To achieve this, we will use the URI searching the whole Ambit2 database for "Adrenergic receptor antagonists" as a starting point, and modify it to search for all non-empty target hypotheses. If you copy-paste the URI given by the "Adrenergic receptor antagonist" link, you will get:
First, we modify the search query: instead of Adrenergic receptor antagonists, we want to search for empty target hypotheses (then we will simply negate the search at the end).

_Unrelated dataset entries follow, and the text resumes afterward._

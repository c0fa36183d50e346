//! The 402 negotiation: request, choose, pay, retry.
//!
//! ```text
//! REQUESTING ─2xx─▶ FREE
//!     │402
//!     ▼
//! NEGOTIATING ─(parse, order)─▶ SETTLING ─2xx─▶ SETTLED
//!                                   │ every candidate failed
//!                                   ▼
//!                               EXHAUSTED
//! ```
//!
//! Candidates are tried strictly one after another. Settlement spends funds, so no
//! two paid requests are ever in flight, and a paid request is never repeated: a
//! failure moves on to the next candidate instead.

use http::StatusCode;
use serde_json::Value;
use tokio_util::sync::CancellationToken;
use x402_types::proto::{
    PAYMENT_REQUIRED_HEADER, PAYMENT_RESPONSE_HEADER, PaymentRequired, PaymentRequirements,
    ResourceInfo, SettlementResponse, X_PAYMENT_RESPONSE_HEADER,
};
use x402_types::scheme::SchemeRegistry;
use x402_types::scheme::client::{SignedPayload, X402Error};
use x402_types::scheme::selector::{PaymentSelector, Preferences};
use x402_types::util::{Base64Bytes, RetryPolicy};

use crate::context::SigningContext;
use crate::outcome::{NegotiationOutcome, NegotiationStatus};
use crate::transport::{HttpRequest, HttpResponse, HttpTransport, ReqwestTransport};

#[cfg(feature = "telemetry")]
use tracing::{debug, info, instrument, trace, warn};

/// Drives one resource request through payment negotiation.
///
/// ```rust,no_run
/// use alloy_signer_local::PrivateKeySigner;
/// use x402_reqwest::{HttpRequest, Negotiator, ReqwestTransport, SigningContext};
/// use x402_types::scheme::selector::{PreferredNetwork, Preferences};
///
/// # async fn run() -> Result<(), Box<dyn std::error::Error>> {
/// let transport = ReqwestTransport::new(x402_reqwest::DEFAULT_REQUEST_TIMEOUT)?;
/// let context = SigningContext::new().with_evm_signer(PrivateKeySigner::random());
/// let negotiator = Negotiator::new(transport, context)
///     .with_selector(Preferences::default().with_network(PreferredNetwork::Base));
///
/// let outcome = negotiator
///     .negotiate(HttpRequest::get("https://api.example.com/paid".parse()?))
///     .await?;
/// println!("{:?}", outcome.status);
/// # Ok(())
/// # }
/// ```
#[derive(Debug, Clone)]
pub struct Negotiator<T = ReqwestTransport, S = Preferences> {
    transport: T,
    context: SigningContext,
    selector: S,
    retry_policy: RetryPolicy,
    cancellation: CancellationToken,
}

impl<T> Negotiator<T, Preferences> {
    pub fn new(transport: T, context: SigningContext) -> Self {
        Self {
            transport,
            context,
            selector: Preferences::default(),
            retry_policy: RetryPolicy::default(),
            cancellation: CancellationToken::new(),
        }
    }
}

impl<T, S> Negotiator<T, S> {
    pub fn with_selector<S2: PaymentSelector>(self, selector: S2) -> Negotiator<T, S2> {
        Negotiator {
            transport: self.transport,
            context: self.context,
            selector,
            retry_policy: self.retry_policy,
            cancellation: self.cancellation,
        }
    }

    /// Retry policy for the unauthenticated request. Paid requests are never retried.
    pub fn with_retry_policy(mut self, retry_policy: RetryPolicy) -> Self {
        self.retry_policy = retry_policy;
        self
    }

    /// Cancelling `token` stops the negotiation before the next candidate is built.
    pub fn with_cancellation_token(mut self, token: CancellationToken) -> Self {
        self.cancellation = token;
        self
    }

    pub fn cancellation_token(&self) -> CancellationToken {
        self.cancellation.clone()
    }

    pub fn context(&self) -> &SigningContext {
        &self.context
    }
}

impl<T, S> Negotiator<T, S>
where
    T: HttpTransport,
    S: PaymentSelector,
{
    /// Requests `request.url`, paying for it if the server answers 402.
    ///
    /// Returns `Err` for failures that end the negotiation before any candidate is
    /// tried: no signer at all, an unexpected status, an unreadable 402 body, no
    /// candidate left after filtering, or a transport failure on the first request.
    /// Everything after that is reported through [`NegotiationOutcome`].
    #[cfg_attr(
        feature = "telemetry",
        instrument(name = "x402.reqwest.negotiate", skip_all, fields(url = %request.url), err)
    )]
    pub async fn negotiate(&self, request: HttpRequest) -> Result<NegotiationOutcome, X402Error> {
        if !self.context.has_signer() {
            return Err(X402Error::NoSignerConfigured);
        }

        let response = tokio::select! {
            biased;
            _ = self.cancellation.cancelled() => return Ok(cancelled(Vec::new(), None)),
            response = self.send_unpaid(&request) => response?,
        };

        if response.status.is_success() {
            #[cfg(feature = "telemetry")]
            trace!(status = %response.status, "No payment required, passing response through");
            return Ok(NegotiationOutcome::free(response));
        }
        if response.status != StatusCode::PAYMENT_REQUIRED {
            return Err(X402Error::UnexpectedStatus {
                status: response.status.as_u16(),
                body: response.text(),
            });
        }

        #[cfg(feature = "telemetry")]
        info!(url = %request.url, "Received 402 Payment Required, processing payment");

        let mut payment_required = parse_payment_required(&response)?;
        if payment_required.resource.is_none() {
            let url = self
                .context
                .resource_url()
                .map(str::to_string)
                .unwrap_or_else(|| request.url.to_string());
            payment_required.resource = Some(ResourceInfo::from_url(url));
        }

        let candidates = self.selector.order(&payment_required.accepts)?;
        #[cfg(feature = "telemetry")]
        debug!(
            candidates = ?candidates.iter().map(|r| r.id().to_string()).collect::<Vec<_>>(),
            allow_fallback = self.selector.allow_fallback(),
            "Ordered payment candidates"
        );

        let registry = self.context.registry_for(&payment_required);
        let mut attempts_tried = Vec::with_capacity(candidates.len());
        let mut last_error = None;

        for requirements in candidates {
            if self.cancellation.is_cancelled() {
                return Ok(cancelled(attempts_tried, last_error));
            }
            attempts_tried.push(requirements.id());

            #[cfg(feature = "telemetry")]
            debug!(candidate = %requirements.id(), "Attempting payment");

            match self
                .attempt(&registry, &payment_required, requirements, &request)
                .await
            {
                Ok((payload, response)) => {
                    #[cfg(feature = "telemetry")]
                    info!(candidate = %requirements.id(), status = %response.status, "Payment settled");
                    return Ok(NegotiationOutcome {
                        status: NegotiationStatus::Settled,
                        settlement: settlement_response(&response),
                        response: Some(response),
                        payload: Some(payload),
                        settled_requirement: Some(requirements.id()),
                        price_usd: requirements.usd_amount(),
                        last_error,
                        attempts_tried,
                    });
                }
                Err(X402Error::Cancelled) => {
                    return Ok(cancelled(attempts_tried, last_error));
                }
                Err(error) => {
                    #[cfg(feature = "telemetry")]
                    warn!(candidate = %requirements.id(), code = error.code(), error = %error, "Payment attempt failed");
                    last_error = Some(error);
                    if !self.selector.allow_fallback() {
                        break;
                    }
                }
            }
        }

        Ok(NegotiationOutcome {
            status: NegotiationStatus::Exhausted,
            response: None,
            payload: None,
            settled_requirement: None,
            price_usd: None,
            settlement: None,
            last_error,
            attempts_tried,
        })
    }

    /// Sends the request without payment, retrying on transient failures and 429.
    async fn send_unpaid(&self, request: &HttpRequest) -> Result<HttpResponse, X402Error> {
        self.retry_policy
            .retry(
                || self.transport.send(request),
                |outcome| match outcome {
                    Ok(response) => response.status == StatusCode::TOO_MANY_REQUESTS,
                    Err(error) => error.is_transient(),
                },
            )
            .await
            .map_err(|e| X402Error::TransportFailure(e.to_string()))
    }

    /// Builds a payload for one candidate and sends the paid request once.
    async fn attempt(
        &self,
        registry: &SchemeRegistry,
        payment_required: &PaymentRequired,
        requirements: &PaymentRequirements,
        request: &HttpRequest,
    ) -> Result<(SignedPayload, HttpResponse), X402Error> {
        let client = registry.resolve(requirements)?;
        let payload = client.build_payload(payment_required, requirements).await?;
        if self.cancellation.is_cancelled() {
            return Err(X402Error::Cancelled);
        }

        let header_value = payload.header_value()?;
        let paid_request = request
            .with_payment_header(payload.header_name, &header_value)
            .map_err(|e| X402Error::PaymentConstructionFailed(e.to_string()))?;
        let response = self
            .transport
            .send(&paid_request)
            .await
            .map_err(|e| X402Error::TransportFailure(e.to_string()))?;

        if response.status.is_success() {
            Ok((payload, response))
        } else {
            Err(X402Error::SettlementRejected {
                status: response.status.as_u16(),
                body: response.text(),
            })
        }
    }
}

fn cancelled(
    attempts_tried: Vec<x402_types::proto::RequirementId>,
    last_error: Option<X402Error>,
) -> NegotiationOutcome {
    #[cfg(feature = "telemetry")]
    info!(attempts = attempts_tried.len(), "Negotiation cancelled");
    NegotiationOutcome {
        status: NegotiationStatus::Cancelled,
        response: None,
        payload: None,
        settled_requirement: None,
        price_usd: None,
        settlement: None,
        last_error: last_error.or(Some(X402Error::Cancelled)),
        attempts_tried,
    }
}

/// Reads requirements from the `Payment-Required` header, falling back to the body.
///
/// A header that fails to decode is ignored in favour of the body.
pub fn parse_payment_required(response: &HttpResponse) -> Result<PaymentRequired, X402Error> {
    if let Some(header) = response.header(PAYMENT_REQUIRED_HEADER) {
        let from_header = Base64Bytes::from(header)
            .decode_json::<Value>()
            .map_err(|e| X402Error::InvalidJson(e.to_string()))
            .and_then(PaymentRequired::from_value);
        match from_header {
            Ok(payment_required) => return Ok(payment_required),
            Err(_error) => {
                #[cfg(feature = "telemetry")]
                debug!(error = %_error, "Ignoring unreadable Payment-Required header");
            }
        }
    }
    PaymentRequired::parse(&response.body)
}

/// Decodes the settlement report of a paid response, if it carries a readable one.
pub fn settlement_response(response: &HttpResponse) -> Option<SettlementResponse> {
    let header = response
        .header(PAYMENT_RESPONSE_HEADER)
        .or_else(|| response.header(X_PAYMENT_RESPONSE_HEADER))?;
    Base64Bytes::from(header).decode_json().ok()
}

Thus, we replace
"search=Adrenergic+receptor+antagonist" →→→ with →→→ "search=+"
To negate the search, add →→→ "&condition=!=" at the end of the URI. The resulting URI is http://apps.ideaconsult.net:8080/ambit2/compound?feature_uris=http://apps.ideaconsult.net:8080/ambit2/feature/636447&property=Target_Hypothesis&search=+&feature_uris=http://apps.ideaconsult.net:8080/ambit2/dataset/584486/feature&condition=!=
|When following the above URL you’ll get a table with compounds that have a non-empty Target_Hypothesis.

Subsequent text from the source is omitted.